I hope that now that I have gotten these things off of my chest, even though I am an Atheist, I can still manage to have a friendly relationship with all of you. I do realize, however, that this is not possible with some of you, and to those I say thank you and goodbye. Please make no attempt to change me or create friction between myself and the people who still accept me for who I am. 


Still your friend,

Bryan J. Casey


Views: 456

Comment by Jimmy Boy on August 12, 2011 at 12:32pm


Firstly - well done on coming to the position you have done.  It takes guts to admit you have in fact evolved to become an atheist.  I remember how shocking it was to make that self confession.

The Church of Christ is a pretty intense organisation - and they do have a history in some places of treating members who leave quite apallingly. I would strongly recommend having a good friend lined up who can listen to you and help you through a coming out period.  It is usually much more shocking than you might imagine.  As you presumably know well, friends and family will now believe that you are going to hell and that it is their responsibility to stop that.

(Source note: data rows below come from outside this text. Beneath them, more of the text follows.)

/*!
 * Utility functions for ctxmd
 */

use std::collections::HashMap;
use std::path::{Path, PathBuf};

use indicatif::ProgressBar;
use once_cell::sync::Lazy;

use crate::config::Config;
use crate::error::Result;
use crate::scanner::Scanner;

/// Count surviving files for progress tracking
pub fn count_files(config: &Config) -> Result<u64> {
    let scanner = Scanner::new(config.clone(), ProgressBar::hidden());
    let candidates = scanner.scan()?;
    Ok(candidates.len() as u64)
}

/// Format a human-readable file size
pub fn format_file_size(size: u64) -> String {
    const KB: u64 = 1024;
    const MB: u64 = KB * 1024;
    const GB: u64 = MB * 1024;

    if size >= GB {
        format!("{:.2} GB", size as f64 / GB as f64)
    } else if size >= MB {
        format!("{:.2} MB", size as f64 / MB as f64)
    } else if size >= KB {
        format!("{:.2} KB", size as f64 / KB as f64)
    } else {
        format!("{} bytes", size)
    }
}

/// Map a path to a fence language tag for syntax highlighting. Purely
/// cosmetic; unknown extensions fall back to the bare extension.
pub fn language_tag(rel_path: &str) -> String {
    static BY_EXTENSION: Lazy<HashMap<&'static str, &'static str>> = Lazy::new(|| {
        HashMap::from([
            (".rs", "rust"),
            (".js", "javascript"),
            (".mjs", "javascript"),
            (".cjs", "javascript"),
            (".ts", "typescript"),
            (".tsx", "tsx"),
            (".jsx", "jsx"),
            (".py", "python"),
            (".rb", "ruby"),
            (".go", "go"),
            (".c", "c"),
            (".h", "c"),
            (".cpp", "cpp"),
            (".hpp", "cpp"),
            (".cs", "csharp"),
            (".java", "java"),
            (".kt", "kotlin"),
            (".swift", "swift"),
            (".sh", "bash"),
            (".bash", "bash"),
            (".zsh", "bash"),
            (".fish", "fish"),
            (".md", "markdown"),
            (".json", "json"),
            (".yaml", "yaml"),
            (".yml", "yaml"),
            (".toml", "toml"),
            (".xml", "xml"),
            (".html", "html"),
            (".css", "css"),
            (".scss", "scss"),
            (".sql", "sql"),
            (".proto", "protobuf"),
            (".tf", "hcl"),
            (".lua", "lua"),
            (".vim", "vim"),
            (".ex", "elixir"),
            (".exs", "elixir"),
            (".erl", "erlang"),
            (".hs", "haskell"),
            (".zig", "zig"),
            (".txt", "text"),
        ])
    });

    static BY_FILE_NAME: Lazy<HashMap<&'static str, &'static str>> = Lazy::new(|| {
        HashMap::from([
            ("Makefile", "makefile"),
            ("makefile", "makefile"),
            ("Dockerfile", "dockerfile"),
            ("Justfile", "just"),
            ("Rakefile", "ruby"),
            ("Gemfile", "ruby"),
            ("CMakeLists.txt", "cmake"),
        ])
    });

    let file_name = rel_path.rsplit('/').next().unwrap_or(rel_path);
    if let Some(tag) = BY_FILE_NAME.get(file_name) {
        return tag.to_string();
    }

    let ext = crate::filter::extension_of(rel_path);
    if ext.is_empty() {
        return "text".to_string();
    }

    match BY_EXTENSION.get(ext.as_str()) {
        Some(tag) => tag.to_string(),
        None => ext.trim_start_matches('.').to_string(),
    }
}

/// Rough tokens-per-character multipliers used for the console estimate.
/// Prose tokenizes denser than code; the values are cosmetic, not a
/// contract.
static TOKEN_MULTIPLIERS: Lazy<HashMap<&'static str, f64>> = Lazy::new(|| {
    HashMap::from([
        (".md", 0.22),
        (".txt", 0.22),
        (".json", 0.30),
        (".yaml", 0.28),
        (".yml", 0.28),
        (".toml", 0.28),
        (".xml", 0.32),
        (".html", 0.32),
    ])
});

const DEFAULT_TOKENS_PER_CHAR: f64 = 0.25;

/// Estimate the token count of `chars` characters with the given extension
pub fn estimate_tokens(ext: &str, chars: usize) -> usize {
    let multiplier = TOKEN_MULTIPLIERS
        .get(ext)
        .copied()
        .unwrap_or(DEFAULT_TOKENS_PER_CHAR);
    (chars as f64 * multiplier).round() as usize
}

/// Absolute path of the run's own output file, resolved against the
/// canonical traversal root. Only this exact path is excluded from the
/// walk; an unrelated file that happens to share the output name deeper in
/// the tree stays a candidate.
pub fn resolve_output_path(root: &Path, config: &Config) -> PathBuf {
    let output = &config.output_file;
    let absolute = if output.is_absolute() {
        output.clone()
    } else {
        root.join(output)
    };
    // A stale output from a prior run may exist behind a symlinked parent;
    // walked paths are canonical, so resolve before comparing
    std::fs::canonicalize(&absolute).unwrap_or(absolute)
}

/// Default patterns to exclude
pub static DEFAULT_EXCLUDE: Lazy<Vec<&'static str>> = Lazy::new(|| {
    vec![
        // Version Control
        ".git",
        ".svn",
        ".hg",
        // OS Files
        ".DS_Store",
        "Thumbs.db",
        "desktop.ini",
        // Dependencies
        "node_modules/",
        "bower_components/",
        "vendor/",
        "package-lock.json",
        "yarn.lock",
        ".pnpm-store/",
        // Build & Dist
        "dist/",
        "build/",
        "out/",
        "*.min.js",
        "*.min.css",
        // Python
        "__pycache__/",
        ".pytest_cache/",
        ".venv/",
        "venv/",
        "*.pyc",
        "*.egg-info",
        // Rust
        "target/",
        "Cargo.lock",
        // IDEs & Editors
        ".idea/",
        ".vscode/",
        "*.swp",
        "*.swo",
        // Caches & Temp
        ".cache/",
        "tmp/",
        "*.log",
        // Archives & Binaries
        "*.zip",
        "*.tar.gz",
        "*.tgz",
        "*.sqlite",
        "*.db",
        "*.class",
        "*.jar",
        // JavaScript/TypeScript
        "coverage/",
        ".next/",
        ".nuxt/",
        "*.tsbuildinfo",
    ]
});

The good news is that many - myself included - find that it is profoundly liberating to escape from the clutches of fundamentalism.  I too felt that it was a matter of integrity for others to know that I was no longer the person they thought I was.  I told the ones it mattered too, did not tell my mum and dad (don't see them that often - it would just upset them for no obvious benefit).

I was never so happy as the period after realising it was all rubbish: the hassle from those who feel threatened by your decision is tough though.  Hope it goes well.

So all the best with it whether you go ahead with your letter or choose some other route.



Comment by Steve P on August 12, 2011 at 12:40pm

Absolutely amazing letter, and your bravery to do such a thing is inspirational.

Comment by CJoe on August 13, 2011 at 6:20pm

I agree with Rick! :) I guess I just don't think it's productive to spill your guts to people through such an intimate, vulnerable letter. Like I said above, I think you should do what you think is right for you. I also think you're brave if you go through with it, and have nothing but respect for you. The idealist in me is barely kicking at this point though, and I just feel protective of newly deconverted atheists! Ha.

Your letter is beautiful and heartfelt; full of honesty and raw truth. Those of us on this side of belief can only appreciate your transition. However, as a former Christian myself, I see you giving them ammunition; I see your words reinforcing the reasons for forbidding such things as YouTube, The Sim, and (FSM forbid) taking care of your body. They'll think, "SEE! We knew those things were evil, and so this just PROVES that we should avoid wordly things."

Anyway... dude, good luck to you. I hope I'm wrong. I really related to all you said in that letter and felt like I was reading my own words. I just wanted them to understand I wasn't a reprobate! I wanted them to know it was an honest search, and an honest conclusion. And maybe the people you associate with will understand, even if they do not agree.